• ABOUT THIS EXERCISE: All lines in the data that hold the word "Frequency" need copying.

DATA UNDER STUDY below:

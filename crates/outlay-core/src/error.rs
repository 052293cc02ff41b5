//! Error types for Outlay

use thiserror::Error;

#[derive(Error, Debug)]
pub enum Error {
    /// A record with an unparseable date or amount. Fails the whole
    /// normalization call, since silently dropping data is worse than a
    /// visible failure.
    #[error("Malformed record: {0}")]
    MalformedRecord(String),

    /// Forecast requested on too little history. Recoverable by the caller
    /// with a shorter horizon or more data.
    #[error("Insufficient history: {days} day(s) of data, need at least {required}")]
    InsufficientHistory { days: usize, required: usize },

    #[error("CSV parsing error: {0}")]
    Csv(#[from] csv::Error),

    #[error("IO error: {0}")]
    Io(#[from] std::io::Error),

    #[error("JSON error: {0}")]
    Json(#[from] serde_json::Error),

    #[error("Invalid data: {0}")]
    InvalidData(String),

    /// A downstream collaborator (store, sink) failed. Produced by
    /// collaborator implementations, logged and skipped by the engine.
    #[error("Collaborator error: {0}")]
    Collaborator(String),
}

pub type Result<T> = std::result::Result<T, Error>;
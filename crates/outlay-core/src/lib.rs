//! Outlay Core Library
//!
//! Shared functionality for the Outlay spending analysis tool:
//! - Transaction normalization with a strict malformed-record boundary
//! - Recurring-charge detection and cadence classification
//! - Dense daily spending aggregation with category/merchant rollups
//! - Seasonal daily-spending forecasting with graceful degradation
//! - Overspend alert evaluation against a balance threshold
//! - CSV transaction source
//!
//! Everything is a pure, synchronous computation over in-memory data. The
//! persistence and notification collaborators are traits injected into the
//! [`engine::AnalysisEngine`]; their failures are logged and skipped.

pub mod aggregate;
pub mod alerts;
pub mod engine;
pub mod error;
pub mod forecast;
pub mod models;
pub mod normalize;
pub mod policy;
pub mod recurrence;
pub mod source;

pub use aggregate::{biggest_expenses, daily_series, group_spending, search, weekly_trend};
pub use alerts::evaluate_overspend;
pub use engine::{
    AlertSink, AnalysisEngine, AnalysisReport, Collaborators, ForecastStore, SubscriptionStore,
};
pub use error::{Error, Result};
pub use forecast::{Forecaster, MIN_HISTORY_DAYS};
pub use models::{
    Alert, AlertSeverity, Confidence, DailyPrediction, DailySeries, ForecastMethod,
    ForecastResult, Frequency, GroupBy, NormalizedTransaction, RawTransaction, SpendingBreakdown,
    SpendingGroup, SpendingTrend, Subscription, TransactionSummary, TrendDirection, WeeklyTotal,
};
pub use normalize::normalize;
pub use policy::{AnalysisConfig, ExclusionPolicy};
pub use recurrence::RecurrenceDetector;
pub use source::{read_csv, read_csv_file};
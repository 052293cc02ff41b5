//! Spending rollup, trend, biggest-expense and search commands

use std::path::Path;

use anyhow::Result;
use outlay_core::{
    aggregate, GroupBy, TrendDirection,
};

use super::{load_transactions, truncate};

pub fn cmd_spending(file: &Path, group_by: &str, json: bool) -> Result<()> {
    let transactions = load_transactions(file)?;

    let group_by: GroupBy = group_by.parse().map_err(|e: String| anyhow::anyhow!(e))?;
    let breakdown = aggregate::group_spending(&transactions, group_by);

    if json {
        println!("{}", serde_json::to_string_pretty(&breakdown)?);
        return Ok(());
    }

    println!();
    println!("📊 Spending Breakdown");
    println!("   ─────────────────────────────────────────────────────────────");

    if breakdown.groups.is_empty() {
        println!("   No spending found.");
        return Ok(());
    }

    println!("   Total: ${:.2}", breakdown.total_spending);
    println!();
    println!(
        "   {:25} │ {:>10} │ {:>6} │ {:>5} │ {:>8}",
        "Group", "Amount", "%", "Count", "Avg"
    );
    println!("   ──────────────────────────┼────────────┼────────┼───────┼──────────");

    for group in &breakdown.groups {
        println!(
            "   {:25} │ {:>10.2} │ {:>5.1}% │ {:>5} │ {:>8.2}",
            truncate(&group.key, 25),
            group.total,
            group.percentage,
            group.count,
            group.avg_transaction
        );
    }

    Ok(())
}

pub fn cmd_trend(file: &Path, json: bool) -> Result<()> {
    let transactions = load_transactions(file)?;
    let trend = aggregate::weekly_trend(&transactions);

    if json {
        println!("{}", serde_json::to_string_pretty(&trend)?);
        return Ok(());
    }

    println!();
    println!("📈 Weekly Spending Trend");
    println!("   ─────────────────────────────────────────────────────────────");

    if trend.weekly_totals.is_empty() {
        println!("   No spending found.");
        return Ok(());
    }

    for week in &trend.weekly_totals {
        println!("   week of {} │ {:>10.2}", week.week_start, week.total);
    }

    println!("   ─────────────────────────────────────────────────────────────");
    match trend.direction {
        TrendDirection::InsufficientData => {
            println!("   Not enough history for a direction (need 4+ weeks).")
        }
        direction => println!(
            "   Direction: {} ({:+.1}% vs earlier weeks)",
            direction.as_str(),
            trend.change_percent
        ),
    }

    Ok(())
}

pub fn cmd_biggest(file: &Path, limit: usize, json: bool) -> Result<()> {
    let transactions = load_transactions(file)?;
    let expenses = aggregate::biggest_expenses(&transactions, limit);

    if json {
        println!("{}", serde_json::to_string_pretty(&expenses)?);
        return Ok(());
    }

    if expenses.is_empty() {
        println!("No expenses found.");
        return Ok(());
    }

    println!();
    println!("💸 Biggest Expenses");
    println!("   ─────────────────────────────────────────────────────────────");
    for expense in &expenses {
        println!(
            "   {} │ {:>10.2} │ {}",
            expense.date,
            expense.amount,
            truncate(&expense.merchant, 30)
        );
    }

    Ok(())
}

pub fn cmd_search(file: &Path, query: &str, json: bool) -> Result<()> {
    let transactions = load_transactions(file)?;
    let matches = aggregate::search(&transactions, query);

    if json {
        println!("{}", serde_json::to_string_pretty(&matches)?);
        return Ok(());
    }

    if matches.is_empty() {
        println!("No transactions matched \"{}\".", query);
        return Ok(());
    }

    let total: f64 = matches.iter().map(|t| t.amount).sum();

    println!();
    println!("🔍 Matches for \"{}\"", query);
    println!("   ─────────────────────────────────────────────────────────────");
    for tx in &matches {
        println!(
            "   {} │ {:>10.2} │ {:22} │ {}",
            tx.date,
            tx.amount,
            truncate(&tx.merchant, 22),
            truncate(&tx.primary_category, 20)
        );
    }
    println!("   ─────────────────────────────────────────────────────────────");
    println!("   {} transaction(s), ${:.2} total", matches.len(), total);

    Ok(())
}
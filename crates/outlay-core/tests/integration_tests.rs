//! Integration tests for outlay-core
//!
//! These tests exercise the full read -> normalize -> detect -> aggregate ->
//! forecast -> evaluate pipeline.

use chrono::{Duration, NaiveDate};

use outlay_core::{
    evaluate_overspend, normalize, read_csv, AlertSeverity, AnalysisEngine, Collaborators,
    ExclusionPolicy, ForecastMethod, Forecaster, Frequency, GroupBy, RecurrenceDetector,
};

/// CSV with two clean subscriptions, a rent autopay that must be excluded,
/// and a payroll deposit that normalization drops.
fn sample_csv() -> &'static str {
    "\
date,amount,description,category
2025-04-05,15.99,NETFLIX.COM,Entertainment > Streaming
2025-05-05,15.99,NETFLIX.COM,Entertainment > Streaming
2025-06-04,15.99,NETFLIX.COM,Entertainment > Streaming
2025-04-12,10.99,SPOTIFY USA,Entertainment > Music
2025-05-12,10.99,SPOTIFY USA,Entertainment > Music
2025-06-11,10.99,SPOTIFY USA,Entertainment > Music
2025-04-01,1800.00,OAKWOOD RENT AUTOPAY,RENT_AND_UTILITIES
2025-05-01,1800.00,OAKWOOD RENT AUTOPAY,RENT_AND_UTILITIES
2025-06-01,1800.00,OAKWOOD RENT AUTOPAY,RENT_AND_UTILITIES
2025-04-15,-2500.00,ACME PAYROLL,INCOME
"
}

fn today() -> NaiveDate {
    NaiveDate::from_ymd_opt(2025, 6, 20).unwrap()
}

#[test]
fn test_csv_to_subscriptions() {
    let raw = read_csv(sample_csv().as_bytes()).unwrap();
    assert_eq!(raw.len(), 10);

    let transactions = normalize(&raw).unwrap();
    // Payroll deposit is income and never survives normalization
    assert_eq!(transactions.len(), 9);

    let detector = RecurrenceDetector::new();
    let subscriptions = detector.detect(&transactions, today());

    // Rent recurs perfectly but is keyword-excluded
    assert_eq!(subscriptions.len(), 2);
    assert_eq!(subscriptions[0].merchant, "NETFLIX.COM");
    assert_eq!(subscriptions[0].frequency, Frequency::Monthly);
    assert_eq!(subscriptions[0].occurrence_count, 3);
    assert_eq!(subscriptions[1].merchant, "SPOTIFY USA");
    assert!(subscriptions[1].next_charge.unwrap() > today());
}

#[test]
fn test_pipeline_excludes_rent_from_forecast_series() {
    let raw = read_csv(sample_csv().as_bytes()).unwrap();
    let transactions = normalize(&raw).unwrap();

    let start = NaiveDate::from_ymd_opt(2025, 4, 1).unwrap();
    let end = NaiveDate::from_ymd_opt(2025, 6, 11).unwrap();

    let series =
        outlay_core::daily_series(&transactions, start, end, &ExclusionPolicy::default()).unwrap();

    assert_eq!(series.len(), (end - start).num_days() as usize + 1);
    // Rent days carry zero; subscription days carry their charges
    assert_eq!(series.amounts[0], 0.0);
    let netflix_idx = (NaiveDate::from_ymd_opt(2025, 4, 5).unwrap() - start).num_days() as usize;
    assert!((series.amounts[netflix_idx] - 15.99).abs() < 1e-9);

    let total: f64 = series.amounts.iter().sum();
    assert!((total - (3.0 * 15.99 + 3.0 * 10.99)).abs() < 1e-9);
}

#[test]
fn test_forecast_and_alerts_end_to_end() {
    // Build ~10 weeks of steady discretionary spending
    let start = NaiveDate::from_ymd_opt(2025, 4, 1).unwrap();
    let mut csv = String::from("date,amount,description,category\n");
    for i in 0..70 {
        let date = start + Duration::days(i);
        csv.push_str(&format!("{},25.00,CORNER MARKET,Food\n", date.format("%Y-%m-%d")));
    }

    let raw = read_csv(csv.as_bytes()).unwrap();
    let transactions = normalize(&raw).unwrap();

    let series = outlay_core::daily_series(
        &transactions,
        start,
        start + Duration::days(69),
        &ExclusionPolicy::default(),
    )
    .unwrap();

    let forecast = Forecaster::new()
        .forecast(&series, 30, ForecastMethod::Seasonal)
        .unwrap();

    assert_eq!(forecast.daily.len(), 30);
    // Steady $25/day should forecast in the right ballpark
    assert!(forecast.total > 500.0 && forecast.total < 1000.0);
    for day in &forecast.daily {
        assert!(day.amount >= 0.0 && day.upper >= day.lower);
    }

    // ~$750 forecast against a $500 balance: both alerts fire
    let alerts = evaluate_overspend(forecast.total, 500.0);
    assert_eq!(alerts.len(), 2);
    assert_eq!(alerts[0].severity, AlertSeverity::Critical);
    assert_eq!(alerts[1].severity, AlertSeverity::Warning);
}

#[test]
fn test_engine_run_over_csv_batch() {
    let raw = read_csv(sample_csv().as_bytes()).unwrap();

    let engine = AnalysisEngine::new();
    let report = engine
        .run(&raw, 5_000.0, today(), &Collaborators::default())
        .unwrap();

    assert_eq!(report.subscriptions.len(), 2);
    assert!((report.total_monthly_cost - (15.99 + 10.99)).abs() < 1e-9);

    // Category rollup still sees rent (grouping is not the exclusion's job)
    let breakdown = &report.breakdown;
    assert_eq!(breakdown.groups[0].key, "RENT_AND_UTILITIES");
    assert!((breakdown.groups[0].percentage
        - breakdown.groups[0].total / breakdown.total_spending * 100.0)
        .abs()
        < 1e-9);
}

#[test]
fn test_group_by_merchant_totals() {
    let raw = read_csv(sample_csv().as_bytes()).unwrap();
    let transactions = normalize(&raw).unwrap();

    let breakdown = outlay_core::group_spending(&transactions, GroupBy::Merchant);

    let netflix = breakdown
        .groups
        .iter()
        .find(|g| g.key == "NETFLIX.COM")
        .unwrap();
    assert_eq!(netflix.count, 3);
    assert!((netflix.total - 47.97).abs() < 1e-9);
}
//! Outlay CLI - Spending analysis from transaction exports
//!
//! Usage:
//!   outlay detect --file transactions.csv       Detect subscriptions
//!   outlay spending --group-by merchant         Spending rollup
//!   outlay forecast --horizon 30                Forecast daily spending
//!   outlay analyze --balance 1200               Full run with overspend alerts

mod cli;
mod commands;


use anyhow::Result;
use clap::Parser;
use tracing_subscriber::{fmt, prelude::*, EnvFilter};

use cli::*;

fn main() -> Result<()> {
    let cli = Cli::parse();

    // Set up logging
    // Priority: RUST_LOG env var > --verbose flag > default (info)
    let filter = if std::env::var("RUST_LOG").is_ok() {
        EnvFilter::from_default_env()
    } else if cli.verbose {
        EnvFilter::new("debug")
    } else {
        EnvFilter::new("info")
    };

    tracing_subscriber::registry()
        .with(filter)
        .with(fmt::layer().with_target(false).compact())
        .init();

    let today = commands::resolve_today(cli.today.as_deref())?;

    match cli.command {
        Commands::Detect { min_occurrences } => {
            commands::cmd_detect(&cli.file, min_occurrences, today, cli.json)
        }
        Commands::Spending { group_by } => commands::cmd_spending(&cli.file, &group_by, cli.json),
        Commands::Trend => commands::cmd_trend(&cli.file, cli.json),
        Commands::Biggest { limit } => commands::cmd_biggest(&cli.file, limit, cli.json),
        Commands::Search { query } => commands::cmd_search(&cli.file, &query, cli.json),
        Commands::Forecast { horizon, method } => {
            commands::cmd_forecast(&cli.file, horizon, &method, cli.json)
        }
        Commands::Analyze { balance, horizon } => {
            commands::cmd_analyze(&cli.file, balance, horizon, today, cli.json)
        }
    }
}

End of DATA UNDER STUDY.

• TASK ANSWER:
    ForecastResult, Frequency, GroupBy, NormalizedTransaction, RawTransaction, SpendingBreakdown,
    ExclusionPolicy, ForecastMethod, Forecaster, Frequency, GroupBy, RecurrenceDetector,
    assert_eq!(subscriptions[0].frequency, Frequency::Monthly);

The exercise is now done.